I've already shown that $\sqrt{2-\sqrt{2}}\in\mathbb{Q}(\sqrt{2+\sqrt{2}})$ but I want to write $\sqrt{2-\sqrt{2}}=a+b\alpha+c\alpha^2+d\alpha^3$ where $\alpha=\sqrt{2+\sqrt{2}}$. By squaring $\sqrt{2-\sqrt{2}}$ I get a system of four equations with four variables, but everything I try (Sage, for instance) takes too long to solve it. Is there a simpler way to write it in terms of the basis?

Answer 1

First observe that $$ \sqrt{2-\sqrt{2}}=\frac{\sqrt{2}}{\alpha}=\frac{\alpha^2-2}{\alpha}=\alpha-\frac{2}{\alpha}$$

Next, the minimal polynomial for $\alpha$ is $f(x)=x^4-4x^2+2$, hence $$ -\frac{2}{\alpha}=\alpha^3-4\alpha$$ and therefore $$ \sqrt{2-\sqrt{2}}=\alpha+(\alpha^3-4\alpha)=\alpha^3-3\alpha$$

Answer 2

There's a trigonometry trick for this particular case.

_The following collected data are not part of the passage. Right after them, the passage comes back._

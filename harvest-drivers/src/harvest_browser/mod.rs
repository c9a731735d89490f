pub mod driver;
pub mod fingerprint;
pub mod pacing;
pub mod page;
pub mod readiness;
pub mod stealth;
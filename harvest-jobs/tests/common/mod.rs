use std::sync::OnceLock;

use harvest_common::observability::{LogConfig, LogFormat};

static INIT_PATH: OnceLock<std::path::PathBuf> = OnceLock::new();

/// Route `tracing` output from integration tests into a temp log directory.
/// Set `HARVEST_TEST_LOG_FORMAT=json` to get JSON lines.
pub fn init_test_tracing() {
    let _ = INIT_PATH.get_or_init(|| {
        let config = LogConfig {
            app_name: "harvest-tests",
            log_dir: Some(std::env::temp_dir().join("harvest-tests")),
            emit_stderr: false,
            format: if std::env::var("HARVEST_TEST_LOG_FORMAT")
                .map(|raw| raw.trim().eq_ignore_ascii_case("json"))
                .unwrap_or(false)
            {
                LogFormat::Json
            } else {
                LogFormat::Text
            },
            default_filter: "debug".to_string(),
        };

        harvest_common::observability::init_logging(config).unwrap_or_default()
    });
}
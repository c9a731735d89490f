//! Driver layer for paced browser automation.
//!
//! This crate exposes the timing and readiness primitives used to drive a
//! browser session at a human-like pace, plus a WebDriver-backed session.
//!
//! - [`harvest_browser::pacing::TimingEngine`]: randomized, scaled delays and wait sequences
//! - [`harvest_browser::readiness::ListReadinessWaiter`]: visibility/count/settle protocol for lists
//! - [`harvest_browser::page::PageWaits`]: the four wait primitives a page handle must offer
//! - [`harvest_browser::driver::WebDriverSession`]: `fantoccini` client with stealth launch arguments
pub mod harvest_browser;
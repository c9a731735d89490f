//! Durable job tracking for extraction runs.
//!
//! A [`Job`] moves through a small state machine and every accepted
//! transition is written to disk before the call returns, so the store can be
//! rebuilt from the jobs directory after a restart. See [`store::JobStore`].
pub mod store;

use chrono::{DateTime, Utc};
use serde::{Deserialize, Serialize};
use std::fmt;
use std::path::PathBuf;
use uuid::Uuid;

pub use store::{CleanupReport, JobStore, JobStoreConfig, LoadReport, SkippedRecord};

#[derive(Clone, Copy, Debug, PartialEq, Eq, Hash, Serialize, Deserialize)]
#[serde(rename_all = "lowercase")]
pub enum JobStatus {
    Queued,
    Running,
    Completed,
    Failed,
    Cancelled,
}

impl JobStatus {
    pub fn is_terminal(self) -> bool {
        matches!(
            self,
            JobStatus::Completed | JobStatus::Failed | JobStatus::Cancelled
        )
    }

    /// The allowed transition table. Everything not listed is rejected.
    pub fn can_transition_to(self, next: JobStatus) -> bool {
        use JobStatus::*;
        matches!(
            (self, next),
            (Queued, Running)
                | (Running, Completed)
                | (Running, Failed)
                | (Queued, Cancelled)
                | (Running, Cancelled)
        )
    }
}

impl fmt::Display for JobStatus {
    fn fmt(&self, f: &mut fmt::Formatter<'_>) -> fmt::Result {
        let s = match self {
            JobStatus::Queued => "queued",
            JobStatus::Running => "running",
            JobStatus::Completed => "completed",
            JobStatus::Failed => "failed",
            JobStatus::Cancelled => "cancelled",
        };
        f.write_str(s)
    }
}

/// One unit of extraction work. `params` is opaque to the store.
#[derive(Clone, Debug, PartialEq, Serialize, Deserialize)]
#[serde(rename_all = "camelCase")]
pub struct Job {
    pub id: Uuid,
    pub status: JobStatus,
    pub created_at: DateTime<Utc>,
    pub updated_at: DateTime<Utc>,
    #[serde(default)]
    pub params: serde_json::Value,
    #[serde(default, skip_serializing_if = "Option::is_none")]
    pub result_path: Option<PathBuf>,
    #[serde(default, skip_serializing_if = "Option::is_none")]
    pub error: Option<String>,
}

impl Job {
    fn new(params: serde_json::Value) -> Self {
        let now = Utc::now();
        Self {
            id: Uuid::new_v4(),
            status: JobStatus::Queued,
            created_at: now,
            updated_at: now,
            params,
            result_path: None,
            error: None,
        }
    }
}

#[derive(thiserror::Error, Debug)]
pub enum JobError {
    #[error("job {0} not found")]
    NotFound(Uuid),

    #[error("job {id}: cannot transition from {from} to {to}")]
    InvalidTransition {
        id: Uuid,
        from: JobStatus,
        to: JobStatus,
    },

    #[error("job {id}: failed to encode record: {source}")]
    Encode {
        id: Uuid,
        #[source]
        source: serde_json::Error,
    },

    #[error("job {id}: failed to persist record at {}: {source}", path.display())]
    Persist {
        id: Uuid,
        path: PathBuf,
        #[source]
        source: std::io::Error,
    },

    #[error("jobs directory {} is unusable: {source}", path.display())]
    Directory {
        path: PathBuf,
        #[source]
        source: std::io::Error,
    },
}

Let $\alpha=\sqrt{2+\sqrt{2}}$; then $$ \alpha=2\sqrt{\frac{1+\sqrt{2}/2}{2}}=2\cos\frac{\pi}{8} $$ whereas $$ \beta=\sqrt{2-\sqrt{2}}=2\sqrt{\frac{1-\sqrt{2}/2}{2}}=2\sin\frac{\pi}{8}= 2\cos\left(\frac{\pi}{2}-\frac{\pi}{8}\right)= 2\cos\frac{3\pi}{8} $$ Now $$ \cos3t=4\cos^3t-3\cos t $$ so $$ \beta=2\left(4\frac{\alpha^3}{8}-3\frac{\alpha}{2}\right)= \alpha^3-3\alpha $$

Answer 3

$$\begin{align} \dfrac{2-\sqrt2}{2+\sqrt2}\, &=\, 3-2\sqrt 2\,=\, (\sqrt 2 - 1)^{\large 2}\\[.5em] \Rightarrow\ \sqrt{2-\sqrt2} \,&=\, \sqrt{2+\sqrt2}\,\ \Big(\sqrt 2\, -\, 1\Big)\\ &=\,\sqrt{2+\sqrt2}\left(\sqrt{2+\sqrt 2}^{\large \,2}-3\right)\\[.1em] &=\qquad\qquad\! \alpha\ (\alpha^{\large 2}\ -\ 3) \end{align}$$